> DIRECTIONS FOR THIS TASK: When you reach the line containing "pub fn round_to_tenths(self)" in the data below, begin returning lines exactly as written, and stop once the line containing "the integration stopped." has been returned.

> Data excerpts:

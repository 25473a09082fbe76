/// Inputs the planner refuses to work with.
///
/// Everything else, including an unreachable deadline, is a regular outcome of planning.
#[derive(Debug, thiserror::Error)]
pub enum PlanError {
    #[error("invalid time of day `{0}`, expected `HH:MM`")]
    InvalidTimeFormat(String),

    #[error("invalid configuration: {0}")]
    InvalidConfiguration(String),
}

==

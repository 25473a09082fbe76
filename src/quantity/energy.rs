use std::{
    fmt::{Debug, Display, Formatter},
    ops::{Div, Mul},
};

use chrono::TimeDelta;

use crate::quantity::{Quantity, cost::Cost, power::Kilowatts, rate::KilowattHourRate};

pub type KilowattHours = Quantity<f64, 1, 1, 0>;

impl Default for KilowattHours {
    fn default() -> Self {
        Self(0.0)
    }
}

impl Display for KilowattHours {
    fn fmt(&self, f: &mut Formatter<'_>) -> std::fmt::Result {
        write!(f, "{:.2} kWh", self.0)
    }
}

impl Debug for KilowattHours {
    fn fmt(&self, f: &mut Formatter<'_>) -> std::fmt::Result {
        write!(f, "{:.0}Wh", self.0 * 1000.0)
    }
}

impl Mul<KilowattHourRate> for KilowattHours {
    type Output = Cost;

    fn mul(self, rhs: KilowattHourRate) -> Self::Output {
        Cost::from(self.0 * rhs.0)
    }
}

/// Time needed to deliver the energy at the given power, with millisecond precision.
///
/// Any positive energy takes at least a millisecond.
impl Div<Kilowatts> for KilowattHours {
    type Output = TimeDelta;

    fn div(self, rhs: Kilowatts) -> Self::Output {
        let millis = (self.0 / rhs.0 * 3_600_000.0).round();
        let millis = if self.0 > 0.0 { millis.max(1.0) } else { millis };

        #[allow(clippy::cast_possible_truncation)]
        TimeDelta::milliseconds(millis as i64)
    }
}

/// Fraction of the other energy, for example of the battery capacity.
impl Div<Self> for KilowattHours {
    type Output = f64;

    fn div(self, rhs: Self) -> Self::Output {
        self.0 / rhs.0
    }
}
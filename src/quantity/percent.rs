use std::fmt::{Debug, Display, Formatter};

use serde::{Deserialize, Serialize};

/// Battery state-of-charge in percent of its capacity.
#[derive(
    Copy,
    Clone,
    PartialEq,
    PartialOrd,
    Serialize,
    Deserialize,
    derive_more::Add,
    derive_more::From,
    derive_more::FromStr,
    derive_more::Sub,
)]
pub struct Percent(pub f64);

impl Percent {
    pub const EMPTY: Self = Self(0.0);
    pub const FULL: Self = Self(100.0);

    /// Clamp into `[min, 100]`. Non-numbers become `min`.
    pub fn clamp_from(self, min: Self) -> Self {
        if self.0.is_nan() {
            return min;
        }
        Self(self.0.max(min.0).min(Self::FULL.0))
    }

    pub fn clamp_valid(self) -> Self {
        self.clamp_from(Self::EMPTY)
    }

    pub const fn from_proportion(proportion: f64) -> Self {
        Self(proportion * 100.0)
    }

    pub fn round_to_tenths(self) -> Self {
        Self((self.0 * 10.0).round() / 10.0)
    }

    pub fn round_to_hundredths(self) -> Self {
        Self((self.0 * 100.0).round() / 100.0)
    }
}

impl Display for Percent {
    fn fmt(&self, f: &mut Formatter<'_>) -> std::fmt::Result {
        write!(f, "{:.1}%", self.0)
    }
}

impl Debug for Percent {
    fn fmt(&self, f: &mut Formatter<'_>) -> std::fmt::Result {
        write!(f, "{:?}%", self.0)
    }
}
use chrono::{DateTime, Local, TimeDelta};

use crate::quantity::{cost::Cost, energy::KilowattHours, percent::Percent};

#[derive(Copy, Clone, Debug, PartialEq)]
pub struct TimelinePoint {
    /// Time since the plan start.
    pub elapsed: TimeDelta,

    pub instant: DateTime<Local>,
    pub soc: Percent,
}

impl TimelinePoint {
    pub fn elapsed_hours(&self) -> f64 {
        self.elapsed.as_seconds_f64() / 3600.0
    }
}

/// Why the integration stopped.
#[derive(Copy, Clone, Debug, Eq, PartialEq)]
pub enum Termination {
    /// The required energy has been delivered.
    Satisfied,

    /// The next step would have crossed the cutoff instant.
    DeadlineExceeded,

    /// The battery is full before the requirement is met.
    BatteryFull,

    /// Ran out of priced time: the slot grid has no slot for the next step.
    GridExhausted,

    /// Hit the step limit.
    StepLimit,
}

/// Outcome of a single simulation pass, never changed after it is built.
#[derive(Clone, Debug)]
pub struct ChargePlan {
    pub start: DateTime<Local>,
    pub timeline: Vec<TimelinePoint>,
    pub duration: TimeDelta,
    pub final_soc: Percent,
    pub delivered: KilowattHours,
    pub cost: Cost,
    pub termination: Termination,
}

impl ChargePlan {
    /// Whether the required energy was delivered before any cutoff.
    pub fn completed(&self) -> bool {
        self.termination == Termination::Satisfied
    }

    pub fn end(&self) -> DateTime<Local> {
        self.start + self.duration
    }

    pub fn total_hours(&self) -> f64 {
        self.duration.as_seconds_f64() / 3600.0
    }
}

> TASK OUTPUT:
    pub fn round_to_tenths(self) -> Self {
        Self((self.0 * 10.0).round() / 10.0)
    }

    pub fn round_to_hundredths(self) -> Self {
        Self((self.0 * 100.0).round() / 100.0)
    }
}

impl Display for Percent {
    fn fmt(&self, f: &mut Formatter<'_>) -> std::fmt::Result {
        write!(f, "{:.1}%", self.0)
    }
}

impl Debug for Percent {
    fn fmt(&self, f: &mut Formatter<'_>) -> std::fmt::Result {
        write!(f, "{:?}%", self.0)
    }
}
use chrono::{DateTime, Local, TimeDelta};

use crate::quantity::{cost::Cost, energy::KilowattHours, percent::Percent};

#[derive(Copy, Clone, Debug, PartialEq)]
pub struct TimelinePoint {
    /// Time since the plan start.
    pub elapsed: TimeDelta,

    pub instant: DateTime<Local>,
    pub soc: Percent,
}

impl TimelinePoint {
    pub fn elapsed_hours(&self) -> f64 {
        self.elapsed.as_seconds_f64() / 3600.0
    }
}

/// Why the integration stopped.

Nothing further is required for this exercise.